Sunday, July 29, 2012

Oh Me...

I am now living in Utah, determined to actually get a life.
I love my family and everything, but I need to grow up at some point and I figured that twenty years old was probably as good an age as any. Yes, I, Christine Elizabeth Casper, weirdo, Whovian, Potterhead, Ringer, avid fan of good books and food, am twenty years old. That's two decades under my belt, folks. So what's it like to be twenty? No different than being eighteen. But I'm much different that I was two years ago.
Two years ago I lead a sad and numb existence. On paper, nothing should have been wrong with me: I have a family that loves me, I go to church each Sunday, I graduated in the top 20% of my high school class, I had a really good job, a scholarship to college... So why was I so empty?
Many people would likely find the actual reasons for my "condition" to be all in my head or not real, but suppose, for a moment, that things like depression truly could alter the way you participate in life and keep you from seeing how good you really are. You see, that's the whole problem: when you are in the thick of your battle with this, or any mental imbalance, you see yourself as this grotesque creature who ruins everything they touch.
This, my friends is what depression looks like:
Wait, what? That's right: funny man Jim Carrey suffers from depression, showing that depression is usually present in the most unexpected people.

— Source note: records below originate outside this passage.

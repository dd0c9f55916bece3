// ABOUTME: Recipe document with ingredient lines, alternatives and instructions
// ABOUTME: References one category and any number of ingredients by id
//
// SPDX-License-Identifier: MIT OR Apache-2.0
// Copyright (c) 2025 Recipe Catalog Contributors

use super::{Collection, Document};
use serde::{Deserialize, Serialize, Serializer};

/// Largest magnitude below which every whole `f64` is an exact integer
const MAX_EXACT_INTEGER: f64 = 9_007_199_254_740_992.0;

/// Write whole quantities as JSON integers so `2` round-trips as `2`, not `2.0`
#[allow(clippy::trivially_copy_pass_by_ref)]
fn serialize_quantity<S: Serializer>(quantity: &f64, serializer: S) -> Result<S::Ok, S::Error> {
    #[allow(clippy::float_cmp)]
    let whole = quantity.fract() == 0.0 && quantity.abs() <= MAX_EXACT_INTEGER;
    if whole {
        serializer.serialize_i64(*quantity as i64)
    } else {
        serializer.serialize_f64(*quantity)
    }
}

/// One line of a recipe's ingredient list
#[derive(Debug, Clone, PartialEq, Serialize, Deserialize)]
pub struct IngredientQuantity {
    /// Id of the referenced ingredient
    pub ingredient: u64,
    /// Amount, never negative; whole amounts serialize as integers
    #[serde(serialize_with = "serialize_quantity")]
    pub quantity: f64,
    /// Measurement unit (letters only)
    pub unit: String,
}

/// A recipe with its ingredient lists, instructions and category
#[derive(Debug, Clone, PartialEq, Serialize, Deserialize)]
pub struct Recipe {
    /// Sequential identifier
    pub id: u64,
    /// Capitalized-per-word name, unique case-insensitively
    pub name: String,
    /// Required ingredients, never empty
    pub ingredients: Vec<IngredientQuantity>,
    /// Optional substitutes
    #[serde(default)]
    pub alternatives: Vec<IngredientQuantity>,
    /// Ordered preparation steps, never empty
    pub instructions: Vec<String>,
    /// Id of the owning category
    pub category: u64,
    /// Image URL
    pub image: String,
}

impl Recipe {
    /// Ids of every ingredient referenced from either list, in order of appearance
    #[must_use]
    pub fn referenced_ingredients(&self) -> Vec<u64> {
        let mut ids: Vec<u64> = Vec::new();
        for item in self.ingredients.iter().chain(&self.alternatives) {
            if !ids.contains(&item.ingredient) {
                ids.push(item.ingredient);
            }
        }
        ids
    }
}

impl Document for Recipe {
    const COLLECTION: Collection = Collection::Recipes;
    const PUBLIC_FIELDS: &'static [&'static str] = &[
        "id",
        "name",
        "ingredients",
        "alternatives",
        "instructions",
        "category",
        "image",
    ];

    fn id(&self) -> u64 {
        self.id
    }

    fn name(&self) -> &str {
        &self.name
    }
}
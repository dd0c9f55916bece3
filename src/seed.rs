// ABOUTME: Sample catalog data and the loader that pushes it through the normalization pipeline
// ABOUTME: Seeds categories, ingredients and recipes, skipping names that already exist
//
// SPDX-License-Identifier: MIT OR Apache-2.0
// Copyright (c) 2025 Recipe Catalog Contributors

//! # Catalog Seeding
//!
//! Seed recipes refer to their category and ingredients by name; the names
//! are resolved to the ids the store assigned when those records were
//! seeded. Every record goes through the same sanitizers the API uses, so
//! seeded text is canonical.

use crate::database::{DocumentStore, Filter};
use crate::integrity::exists_matching;
use crate::validation::{
    normalize_description, normalize_name, normalize_title, optional_image, sanitize_unit,
    validate_image_url,
};
use recipe_core::errors::{AppError, AppResult};
use recipe_core::models::{Category, Collection, Document, Ingredient, IngredientQuantity, Recipe};
use tracing::{debug, info};

struct SeedCategory {
    name: &'static str,
    description: &'static str,
    image: &'static str,
}

struct SeedIngredient {
    name: &'static str,
    image: &'static str,
}

struct SeedLine {
    ingredient: &'static str,
    quantity: f64,
    unit: &'static str,
}

struct SeedRecipe {
    name: &'static str,
    category: &'static str,
    ingredients: &'static [SeedLine],
    alternatives: &'static [SeedLine],
    instructions: &'static [&'static str],
    image: &'static str,
}

const CATEGORIES: &[SeedCategory] = &[
    SeedCategory {
        name: "Italian",
        description: "Traditional Italian cuisine featuring pasta, pizza, and Mediterranean flavors.",
        image: "https://example.com/images/italian.jpg",
    },
    SeedCategory {
        name: "Mexican",
        description: "Bold and spicy Mexican dishes with corn, beans, and chili peppers.",
        image: "https://example.com/images/mexican.jpg",
    },
    SeedCategory {
        name: "Indian",
        description: "Aromatic Indian cuisine with diverse spices, curries, and flatbreads.",
        image: "https://example.com/images/indian.jpg",
    },
    SeedCategory {
        name: "Chinese",
        description: "Traditional Chinese recipes featuring stir-fry techniques and balanced flavors.",
        image: "https://example.com/images/chinese.jpg",
    },
    SeedCategory {
        name: "Japanese",
        description: "Elegant Japanese cuisine emphasizing fresh ingredients and precise preparation.",
        image: "https://example.com/images/japanese.jpg",
    },
    SeedCategory {
        name: "Thai",
        description: "Vibrant Thai food balancing sweet, sour, salty, and spicy flavors.",
        image: "https://example.com/images/thai.jpg",
    },
    SeedCategory {
        name: "Mediterranean",
        description: "Healthy Mediterranean diet with olive oil, fresh vegetables, and lean proteins.",
        image: "https://example.com/images/mediterranean.jpg",
    },
    SeedCategory {
        name: "French",
        description: "Sophisticated French cuisine known for rich sauces and classic techniques.",
        image: "https://example.com/images/french.jpg",
    },
];

const INGREDIENTS: &[SeedIngredient] = &[
    SeedIngredient { name: "Salt", image: "https://example.com/images/salt.jpg" },
    SeedIngredient { name: "Pepper", image: "https://example.com/images/pepper.jpg" },
    SeedIngredient { name: "Olive Oil", image: "https://example.com/images/olive-oil.jpg" },
    SeedIngredient { name: "Garlic", image: "https://example.com/images/garlic.jpg" },
    SeedIngredient { name: "Onion", image: "https://example.com/images/onion.jpg" },
    SeedIngredient { name: "Tomato", image: "https://example.com/images/tomato.jpg" },
    SeedIngredient { name: "Basil", image: "https://example.com/images/basil.jpg" },
    SeedIngredient { name: "Oregano", image: "https://example.com/images/oregano.jpg" },
    SeedIngredient { name: "Flour", image: "https://example.com/images/flour.jpg" },
    SeedIngredient { name: "Sugar", image: "https://example.com/images/sugar.jpg" },
    SeedIngredient { name: "Egg", image: "https://example.com/images/egg.jpg" },
    SeedIngredient { name: "Milk", image: "https://example.com/images/milk.jpg" },
    SeedIngredient { name: "Butter", image: "https://example.com/images/butter.jpg" },
    SeedIngredient { name: "Chicken", image: "https://example.com/images/chicken.jpg" },
    SeedIngredient { name: "Beef", image: "https://example.com/images/beef.jpg" },
    SeedIngredient { name: "Rice", image: "https://example.com/images/rice.jpg" },
    SeedIngredient { name: "Pasta", image: "https://example.com/images/pasta.jpg" },
    SeedIngredient { name: "Cheese", image: "https://example.com/images/cheese.jpg" },
];

const RECIPES: &[SeedRecipe] = &[
    SeedRecipe {
        name: "Spaghetti Carbonara",
        category: "Italian",
        ingredients: &[
            SeedLine { ingredient: "Pasta", quantity: 200.0, unit: "g" },
            SeedLine { ingredient: "Egg", quantity: 3.0, unit: "whole" },
            SeedLine { ingredient: "Cheese", quantity: 50.0, unit: "g" },
            SeedLine { ingredient: "Salt", quantity: 1.0, unit: "tsp" },
            SeedLine { ingredient: "Pepper", quantity: 1.0, unit: "tsp" },
        ],
        alternatives: &[SeedLine { ingredient: "Butter", quantity: 20.0, unit: "g" }],
        instructions: &[
            "Boil pasta according to package instructions.",
            "Whisk eggs and cheese in a bowl.",
            "Drain pasta and immediately mix with egg mixture.",
            "Season with salt and pepper.",
        ],
        image: "https://example.com/images/carbonara.jpg",
    },
    SeedRecipe {
        name: "Chicken Curry",
        category: "Indian",
        ingredients: &[
            SeedLine { ingredient: "Chicken", quantity: 500.0, unit: "g" },
            SeedLine { ingredient: "Onion", quantity: 1.0, unit: "whole" },
            SeedLine { ingredient: "Garlic", quantity: 3.0, unit: "cloves" },
            SeedLine { ingredient: "Salt", quantity: 1.0, unit: "tsp" },
            SeedLine { ingredient: "Pepper", quantity: 1.0, unit: "tsp" },
        ],
        alternatives: &[],
        instructions: &[
            "Saute onion and garlic until fragrant.",
            "Add chicken and cook until browned.",
            "Add spices and simmer for 20 minutes.",
            "Season with salt and pepper to taste.",
        ],
        image: "https://example.com/images/curry.jpg",
    },
    SeedRecipe {
        name: "Tomato Basil Pasta",
        category: "Italian",
        ingredients: &[
            SeedLine { ingredient: "Pasta", quantity: 200.0, unit: "g" },
            SeedLine { ingredient: "Tomato", quantity: 4.0, unit: "whole" },
            SeedLine { ingredient: "Basil", quantity: 10.0, unit: "leaves" },
            SeedLine { ingredient: "Garlic", quantity: 2.0, unit: "cloves" },
            SeedLine { ingredient: "Olive Oil", quantity: 2.0, unit: "tbsp" },
            SeedLine { ingredient: "Salt", quantity: 1.0, unit: "tsp" },
        ],
        alternatives: &[SeedLine { ingredient: "Oregano", quantity: 1.0, unit: "tsp" }],
        instructions: &[
            "Cook pasta according to package instructions.",
            "Saute garlic in olive oil.",
            "Add chopped tomatoes and cook until soft.",
            "Toss in cooked pasta and torn basil leaves.",
            "Season with salt.",
        ],
        image: "https://example.com/images/tomato-basil-pasta.jpg",
    },
];

/// Outcome of a seeding run
#[derive(Debug, Clone, Copy, Default, PartialEq, Eq)]
pub struct SeedReport {
    /// Categories inserted
    pub categories: usize,
    /// Ingredients inserted
    pub ingredients: usize,
    /// Recipes inserted
    pub recipes: usize,
    /// Records skipped because their name already existed
    pub skipped: usize,
}

impl SeedReport {
    /// Total number of records inserted
    #[must_use]
    pub const fn inserted(&self) -> usize {
        self.categories + self.ingredients + self.recipes
    }
}

/// Insert `record` unless its name is taken; returns whether it was inserted
async fn insert_if_new<T: Document>(store: &dyn DocumentStore, record: &T) -> AppResult<bool> {
    if exists_matching(store, T::COLLECTION, record.name(), None).await? {
        debug!(collection = %T::COLLECTION, name = record.name(), "Seed record already present");
        return Ok(false);
    }
    store
        .insert(T::COLLECTION, serde_json::to_value(record)?)
        .await?;
    Ok(true)
}

/// Id of the record in `collection` named `name`
async fn resolve_id(store: &dyn DocumentStore, collection: Collection, name: &str) -> AppResult<u64> {
    store
        .find_one(collection, &Filter::name_ignore_case(name, None))
        .await?
        .and_then(|document| document.get("id").and_then(serde_json::Value::as_u64))
        .ok_or_else(|| {
            AppError::invalid_reference(format!(
                "Seed data refers to unknown {} '{name}'",
                collection.label()
            ))
        })
}

async fn resolve_lines(
    store: &dyn DocumentStore,
    lines: &[SeedLine],
    field: &str,
) -> AppResult<Vec<IngredientQuantity>> {
    let mut resolved = Vec::with_capacity(lines.len());
    for (index, line) in lines.iter().enumerate() {
        resolved.push(IngredientQuantity {
            ingredient: resolve_id(store, Collection::Ingredients, line.ingredient).await?,
            quantity: line.quantity,
            unit: sanitize_unit(line.unit, &format!("{field}[{index}].unit"))?.to_owned(),
        });
    }
    Ok(resolved)
}

/// Load the sample catalog into `store`
///
/// Categories and ingredients are seeded before recipes so recipe references
/// resolve. Running it twice inserts nothing the second time.
pub async fn seed_catalog(store: &dyn DocumentStore) -> AppResult<SeedReport> {
    let mut report = SeedReport::default();

    for seed in CATEGORIES {
        let category = Category {
            id: 0,
            name: normalize_name(seed.name, "name")?,
            description: Some(normalize_description(seed.description, "description")?),
            image: optional_image(Some(seed.image.to_owned()))?,
        };
        if insert_if_new(store, &category).await? {
            report.categories += 1;
        } else {
            report.skipped += 1;
        }
    }

    for seed in INGREDIENTS {
        let ingredient = Ingredient {
            id: 0,
            name: normalize_name(seed.name, "name")?,
            image: optional_image(Some(seed.image.to_owned()))?,
        };
        if insert_if_new(store, &ingredient).await? {
            report.ingredients += 1;
        } else {
            report.skipped += 1;
        }
    }

    for seed in RECIPES {
        let instructions = seed
            .instructions
            .iter()
            .enumerate()
            .map(|(index, step)| normalize_description(step, &format!("instructions[{index}]")))
            .collect::<AppResult<Vec<_>>>()?;

        let recipe = Recipe {
            id: 0,
            name: normalize_title(seed.name, "name")?,
            ingredients: resolve_lines(store, seed.ingredients, "ingredients").await?,
            alternatives: resolve_lines(store, seed.alternatives, "alternatives").await?,
            instructions,
            category: resolve_id(store, Collection::Categories, seed.category).await?,
            image: validate_image_url(seed.image, "image")?.to_owned(),
        };
        if insert_if_new(store, &recipe).await? {
            report.recipes += 1;
        } else {
            report.skipped += 1;
        }
    }

    info!(
        categories = report.categories,
        ingredients = report.ingredients,
        recipes = report.recipes,
        skipped = report.skipped,
        "Catalog seeding finished"
    );
    Ok(report)
}
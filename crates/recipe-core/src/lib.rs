// ABOUTME: Core types and constants for the recipe catalog API
// ABOUTME: Foundation crate with error handling, domain models and validation constants
//
// SPDX-License-Identifier: MIT OR Apache-2.0
// Copyright (c) 2025 Recipe Catalog Contributors

#![deny(unsafe_code)]

//! # Recipe Core
//!
//! Foundation crate providing shared types and constants for the recipe
//! catalog service. It changes infrequently so the server crate can be
//! rebuilt incrementally on top of it.
//!
//! ## Modules
//!
//! - **errors**: Unified error handling with `AppError` and `ErrorCode`
//! - **models**: Category, Ingredient and Recipe documents
//! - **constants**: Character-set patterns and collection names

/// Unified error handling system with standard error codes and HTTP responses
pub mod errors;

/// Application constants organized by domain
pub mod constants;

/// Catalog data models (Category, Ingredient, Recipe)
pub mod models;
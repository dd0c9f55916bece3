// ABOUTME: HTTP server assembly and lifecycle for the recipe catalog
// ABOUTME: Applies middleware layers, serves the router and closes the store on graceful shutdown
//
// SPDX-License-Identifier: MIT OR Apache-2.0
// Copyright (c) 2025 Recipe Catalog Contributors

//! # HTTP Server
//!
//! Layer order, outermost first: panic recovery, request id assignment,
//! request tracing, request id propagation to the response, CORS.

use crate::middleware::{http_trace_layer, setup_cors, MakeRequestUuid};
use crate::resources::ServerResources;
use crate::routes::build_router;
use anyhow::{Context, Result};
use axum::{
    response::{IntoResponse, Response},
    Router,
};
use recipe_core::errors::AppError;
use std::any::Any;
use std::sync::Arc;
use tokio::net::TcpListener;
use tokio::signal;
use tower_http::catch_panic::CatchPanicLayer;
use tower_http::request_id::{PropagateRequestIdLayer, SetRequestIdLayer};
use tracing::{info, warn};

/// Router with every middleware layer applied
pub fn app(resources: &Arc<ServerResources>) -> Router {
    build_router(resources)
        .layer(setup_cors(&resources.config))
        .layer(PropagateRequestIdLayer::x_request_id())
        .layer(http_trace_layer())
        .layer(SetRequestIdLayer::x_request_id(MakeRequestUuid))
        .layer(CatchPanicLayer::custom(handle_panic))
}

/// Turn a handler panic into the generic 500 envelope
fn handle_panic(panic: Box<dyn Any + Send + 'static>) -> Response {
    let detail = panic
        .downcast_ref::<String>()
        .map(String::as_str)
        .or_else(|| panic.downcast_ref::<&str>().copied())
        .unwrap_or("unknown panic payload");
    AppError::internal(format!("Handler panicked: {detail}")).into_response()
}

/// Bind the configured address and serve until a shutdown signal arrives
///
/// # Errors
///
/// Returns an error if the address cannot be bound or the server fails
pub async fn run(resources: Arc<ServerResources>) -> Result<()> {
    let address = resources.config.bind_address();
    let listener = TcpListener::bind(&address)
        .await
        .with_context(|| format!("Failed to bind HTTP listener on {address}"))?;
    serve(listener, resources).await
}

/// Serve on an already bound listener, closing the store after shutdown
///
/// # Errors
///
/// Returns an error if the server fails while running
pub async fn serve(listener: TcpListener, resources: Arc<ServerResources>) -> Result<()> {
    let local_addr = listener.local_addr().context("Listener has no local address")?;
    info!(address = %local_addr, "HTTP server listening");

    axum::serve(listener, app(&resources))
        .with_graceful_shutdown(shutdown_signal())
        .await
        .context("HTTP server error")?;

    resources.store.close().await;
    info!("HTTP server stopped, document store closed");
    Ok(())
}

/// Resolve on Ctrl+C or, on Unix, SIGTERM
async fn shutdown_signal() {
    let ctrl_c = async {
        match signal::ctrl_c().await {
            Ok(()) => info!("Received Ctrl+C, shutting down"),
            Err(e) => {
                warn!("Failed to install Ctrl+C handler: {e}");
                std::future::pending::<()>().await;
            }
        }
    };

    #[cfg(unix)]
    let terminate = async {
        match signal::unix::signal(signal::unix::SignalKind::terminate()) {
            Ok(mut stream) => {
                stream.recv().await;
                info!("Received terminate signal, shutting down");
            }
            Err(e) => {
                warn!("Failed to install SIGTERM handler: {e}");
                std::future::pending::<()>().await;
            }
        }
    };

    #[cfg(not(unix))]
    let terminate = std::future::pending::<()>();

    tokio::select! {
        () = ctrl_c => {},
        () = terminate => {},
    }
}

It's also a fairly common mental imbalance- there are millions of Americans medicated for depression every single year. It's really nothing to be ashamed of. There are different types of depression, the kind that I have has to do with a lack of a chemical called serotonin in my brain. This likely comes from events or habits formed throughout life that cause you to feel like you're never good enough and that you don't deserve any form of happiness; the list does go on from there. My type of depression has lasted longer than two weeks and is therefore labeled as "clinical depression."
Why am I saying any of this? It's all very curious, I know. One of my hopes is that one day people will feel comfortable enough with issues such as depression to talk about them more openly. There are so many people in this world that would get help if they only knew that they weren't alone. I felt alone. I felt like I had to be one of the unlucky few who had this "disease" and that I could be cured some day. The truth is that I will never be cured of my depression, I am just learning how to control it better. It's not a disease either. Cancer is a disease, lymphoma is a disease. Asperger's syndrome is not a disease, obsessive compulsive disorders are not diseases, these are mental disorders.
So are you handicapped if you suffer from a mental disorder? In some senses, yes. But not in ways that the general public considers handicaps. Happiness is a choice, right? Yes and no. When you have a mental disorder it's difficult to convince yourself that you are deserving of one thing or another; for me, this was happiness and love. 
I would try and try on a daily basis to be more happy... to be happy like everyone else around me. I tried to copy others, to no avail. Through this past year I have learned that your happiness is never the same as someone else's happiness. I had to work through my issues to figure out what the hell made me happy and ways to recognize that happiness. Now I have a better handle on all that stuff and am ready to "face the world" again. I was never hospitalized or anything of that nature, so no worries.
I can't tell you that I haven't had days where I don't want to try and be happy because I did something that I deserve to suffer for. I can't tell you that I haven't wanted to fall back into my old destructive habits, or even that didn't actually repeat some of them. Those would be lies. With everything that's difficult, you have to take it day by day and I have resolved to try my hardest to be better today than I was yesterday. I look to the future far more than I look into the present and while it's wonderful to have goals, it is equally as, if not more, important to experience the here and now. I am still learning how to do this. I'm socially awkward to begin with, so it's probably going to take a while for me to master that skill. I have gotten better though!
I don't like feeling as though my issues are something that need to be hidden from the world. Secrets create tension, in my experience. There are many people who know of my struggles but I just wanted to put it out there on the internet so that maybe I can help others come to terms with their issues and do what they need to do to work on them.
I've typed a lot. I will hopefully write more later.